▸ YOUR ASSIGNMENT:
Report each line of the entries that includes "String" by copying it.
━━━━━ SOURCE MATERIAL
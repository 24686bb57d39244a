//! Error types for SMSGuard

/// Result type alias using SMSGuard's Error type
pub type Result<T> = std::result::Result<T, Error>;

/// Core error type for SMSGuard operations.
///
/// Classifying a message never fails; these variants cover building a
/// classifier, loading its configuration and parsing user-supplied labels.
#[derive(Debug, thiserror::Error)]
pub enum Error {
    /// Matcher construction errors
    #[error("classifier error: {0}")]
    Classifier(String),

    /// Configuration errors
    #[error("configuration error: {0}")]
    Config(String),

    /// A label other than `spam` or `ham`
    #[error("invalid label: {0:?} (expected \"spam\" or \"ham\")")]
    InvalidLabel(String),

    /// File IO errors
    #[error("io error: {0}")]
    Io(#[from] std::io::Error),

    /// YAML parse errors
    #[error("yaml error: {0}")]
    Yaml(#[from] serde_yaml::Error),
}

impl Error {
    /// Create a new classifier error
    pub fn classifier(msg: impl Into<String>) -> Self {
        Self::Classifier(msg.into())
    }

    /// Create a new configuration error
    pub fn config(msg: impl Into<String>) -> Self {
        Self::Config(msg.into())
    }
}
━━━━━━━━━━
▸ RESULT OF THIS EXERCISE:
    Classifier(String),
    Config(String),
    InvalidLabel(String),
    pub fn classifier(msg: impl Into<String>) -> Self {
    pub fn config(msg: impl Into<String>) -> Self {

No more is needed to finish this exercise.